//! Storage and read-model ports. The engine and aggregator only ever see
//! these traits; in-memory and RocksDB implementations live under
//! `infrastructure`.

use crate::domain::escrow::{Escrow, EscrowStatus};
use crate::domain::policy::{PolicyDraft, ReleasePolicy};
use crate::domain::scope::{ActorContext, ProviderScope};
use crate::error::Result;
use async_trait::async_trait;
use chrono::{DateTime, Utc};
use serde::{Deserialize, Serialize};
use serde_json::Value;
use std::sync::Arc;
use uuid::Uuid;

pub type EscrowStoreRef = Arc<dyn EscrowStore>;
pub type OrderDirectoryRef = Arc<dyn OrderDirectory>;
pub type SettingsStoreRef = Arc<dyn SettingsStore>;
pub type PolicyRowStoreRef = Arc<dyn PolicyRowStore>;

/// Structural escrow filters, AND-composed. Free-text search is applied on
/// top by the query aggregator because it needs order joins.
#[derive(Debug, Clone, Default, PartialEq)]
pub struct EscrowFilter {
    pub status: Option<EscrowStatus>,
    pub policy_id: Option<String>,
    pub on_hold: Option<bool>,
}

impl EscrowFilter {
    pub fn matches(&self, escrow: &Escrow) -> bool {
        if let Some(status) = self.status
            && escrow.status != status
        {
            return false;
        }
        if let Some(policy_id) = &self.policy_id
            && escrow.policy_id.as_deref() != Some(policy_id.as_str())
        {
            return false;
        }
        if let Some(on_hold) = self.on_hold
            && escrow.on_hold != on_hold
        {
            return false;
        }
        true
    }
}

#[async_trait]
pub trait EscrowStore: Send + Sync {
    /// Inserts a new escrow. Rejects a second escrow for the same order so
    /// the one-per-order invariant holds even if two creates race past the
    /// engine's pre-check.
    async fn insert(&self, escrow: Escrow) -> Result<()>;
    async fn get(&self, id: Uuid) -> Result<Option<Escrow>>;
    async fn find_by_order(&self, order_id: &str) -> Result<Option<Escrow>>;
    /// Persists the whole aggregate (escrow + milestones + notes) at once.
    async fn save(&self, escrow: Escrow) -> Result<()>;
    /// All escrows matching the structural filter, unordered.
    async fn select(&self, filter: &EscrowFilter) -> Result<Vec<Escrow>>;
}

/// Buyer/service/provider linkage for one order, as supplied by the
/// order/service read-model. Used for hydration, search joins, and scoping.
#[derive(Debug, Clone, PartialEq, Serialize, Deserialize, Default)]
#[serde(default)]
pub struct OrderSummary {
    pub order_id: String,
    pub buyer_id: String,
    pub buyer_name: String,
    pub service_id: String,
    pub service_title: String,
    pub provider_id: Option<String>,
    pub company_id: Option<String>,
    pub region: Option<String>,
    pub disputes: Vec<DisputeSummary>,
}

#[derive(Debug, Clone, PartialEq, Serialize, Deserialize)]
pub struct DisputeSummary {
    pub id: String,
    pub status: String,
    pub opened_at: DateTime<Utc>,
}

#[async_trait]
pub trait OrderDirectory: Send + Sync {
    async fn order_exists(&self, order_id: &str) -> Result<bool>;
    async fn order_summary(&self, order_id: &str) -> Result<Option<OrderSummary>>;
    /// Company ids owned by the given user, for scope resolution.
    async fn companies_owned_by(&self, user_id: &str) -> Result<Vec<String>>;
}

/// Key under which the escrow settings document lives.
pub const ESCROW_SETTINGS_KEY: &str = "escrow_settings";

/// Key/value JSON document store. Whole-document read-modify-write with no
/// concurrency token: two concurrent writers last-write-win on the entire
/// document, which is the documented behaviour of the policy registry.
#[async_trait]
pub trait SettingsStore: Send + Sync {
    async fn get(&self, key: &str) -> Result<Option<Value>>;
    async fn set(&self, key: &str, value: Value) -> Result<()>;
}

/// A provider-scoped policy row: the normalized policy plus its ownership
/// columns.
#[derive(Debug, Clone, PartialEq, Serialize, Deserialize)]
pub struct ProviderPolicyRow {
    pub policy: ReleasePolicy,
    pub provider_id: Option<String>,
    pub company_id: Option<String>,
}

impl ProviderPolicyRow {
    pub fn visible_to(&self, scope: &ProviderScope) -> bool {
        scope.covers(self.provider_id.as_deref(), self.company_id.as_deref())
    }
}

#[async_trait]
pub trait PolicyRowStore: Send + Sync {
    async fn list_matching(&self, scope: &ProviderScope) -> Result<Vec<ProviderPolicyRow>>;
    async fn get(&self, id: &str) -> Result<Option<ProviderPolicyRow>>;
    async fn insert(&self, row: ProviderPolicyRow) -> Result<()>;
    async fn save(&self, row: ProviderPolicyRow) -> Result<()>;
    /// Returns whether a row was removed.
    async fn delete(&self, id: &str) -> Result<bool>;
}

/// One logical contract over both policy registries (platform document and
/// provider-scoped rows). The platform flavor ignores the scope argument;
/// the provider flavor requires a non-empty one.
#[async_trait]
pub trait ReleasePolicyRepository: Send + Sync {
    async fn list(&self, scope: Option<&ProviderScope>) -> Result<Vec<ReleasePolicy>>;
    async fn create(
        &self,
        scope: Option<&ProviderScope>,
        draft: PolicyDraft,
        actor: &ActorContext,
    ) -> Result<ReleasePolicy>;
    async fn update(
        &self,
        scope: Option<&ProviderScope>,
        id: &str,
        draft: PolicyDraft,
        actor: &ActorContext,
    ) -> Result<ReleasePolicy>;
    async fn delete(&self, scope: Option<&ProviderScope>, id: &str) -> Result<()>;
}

--

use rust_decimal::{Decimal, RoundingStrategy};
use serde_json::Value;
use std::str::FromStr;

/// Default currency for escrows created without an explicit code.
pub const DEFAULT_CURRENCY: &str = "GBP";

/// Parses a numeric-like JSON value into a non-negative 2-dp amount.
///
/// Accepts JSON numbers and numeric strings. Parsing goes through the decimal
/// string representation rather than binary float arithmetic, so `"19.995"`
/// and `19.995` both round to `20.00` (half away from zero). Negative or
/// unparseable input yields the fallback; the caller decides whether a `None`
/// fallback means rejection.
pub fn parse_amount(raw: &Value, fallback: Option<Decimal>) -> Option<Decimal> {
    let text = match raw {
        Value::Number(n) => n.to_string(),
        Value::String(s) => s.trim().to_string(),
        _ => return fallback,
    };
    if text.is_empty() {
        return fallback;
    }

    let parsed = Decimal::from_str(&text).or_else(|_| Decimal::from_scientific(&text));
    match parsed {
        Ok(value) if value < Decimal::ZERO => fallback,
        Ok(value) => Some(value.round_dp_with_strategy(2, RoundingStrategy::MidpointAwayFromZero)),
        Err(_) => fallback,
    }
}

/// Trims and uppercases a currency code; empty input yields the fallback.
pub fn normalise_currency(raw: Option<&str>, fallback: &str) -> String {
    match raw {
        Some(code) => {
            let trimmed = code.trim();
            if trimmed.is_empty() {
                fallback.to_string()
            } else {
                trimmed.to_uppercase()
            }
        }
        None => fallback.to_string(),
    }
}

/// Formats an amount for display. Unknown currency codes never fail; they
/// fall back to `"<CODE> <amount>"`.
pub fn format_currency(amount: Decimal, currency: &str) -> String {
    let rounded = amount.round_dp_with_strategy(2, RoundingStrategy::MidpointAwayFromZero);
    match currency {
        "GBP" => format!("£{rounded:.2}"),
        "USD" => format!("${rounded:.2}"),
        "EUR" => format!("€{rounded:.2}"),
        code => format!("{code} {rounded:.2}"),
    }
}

==

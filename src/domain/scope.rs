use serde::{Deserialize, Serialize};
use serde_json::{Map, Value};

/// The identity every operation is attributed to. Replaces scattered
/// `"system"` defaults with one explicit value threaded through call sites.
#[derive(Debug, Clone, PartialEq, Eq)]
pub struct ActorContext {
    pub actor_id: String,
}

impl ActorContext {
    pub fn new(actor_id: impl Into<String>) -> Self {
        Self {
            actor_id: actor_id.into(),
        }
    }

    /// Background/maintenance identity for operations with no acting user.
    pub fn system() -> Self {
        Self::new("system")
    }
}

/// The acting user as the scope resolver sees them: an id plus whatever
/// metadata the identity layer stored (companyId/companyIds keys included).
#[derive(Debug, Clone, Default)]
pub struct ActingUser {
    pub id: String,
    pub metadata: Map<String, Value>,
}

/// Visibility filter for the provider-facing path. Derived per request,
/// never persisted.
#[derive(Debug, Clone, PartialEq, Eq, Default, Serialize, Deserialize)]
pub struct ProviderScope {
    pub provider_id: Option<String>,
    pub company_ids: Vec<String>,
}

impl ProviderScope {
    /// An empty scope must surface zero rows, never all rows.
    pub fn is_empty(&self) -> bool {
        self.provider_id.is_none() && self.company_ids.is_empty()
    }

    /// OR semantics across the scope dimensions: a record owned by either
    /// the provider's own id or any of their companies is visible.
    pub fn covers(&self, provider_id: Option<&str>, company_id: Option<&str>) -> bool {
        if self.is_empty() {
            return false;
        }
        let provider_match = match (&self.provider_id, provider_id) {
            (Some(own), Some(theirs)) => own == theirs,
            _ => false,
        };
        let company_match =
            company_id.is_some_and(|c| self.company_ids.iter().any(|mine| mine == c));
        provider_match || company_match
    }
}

Prompt:
All lines of the material that contain the string "under" are to be copied.

Answer below:
//! these traits; in-memory and RocksDB implementations live under
/// Key under which the escrow settings document lives.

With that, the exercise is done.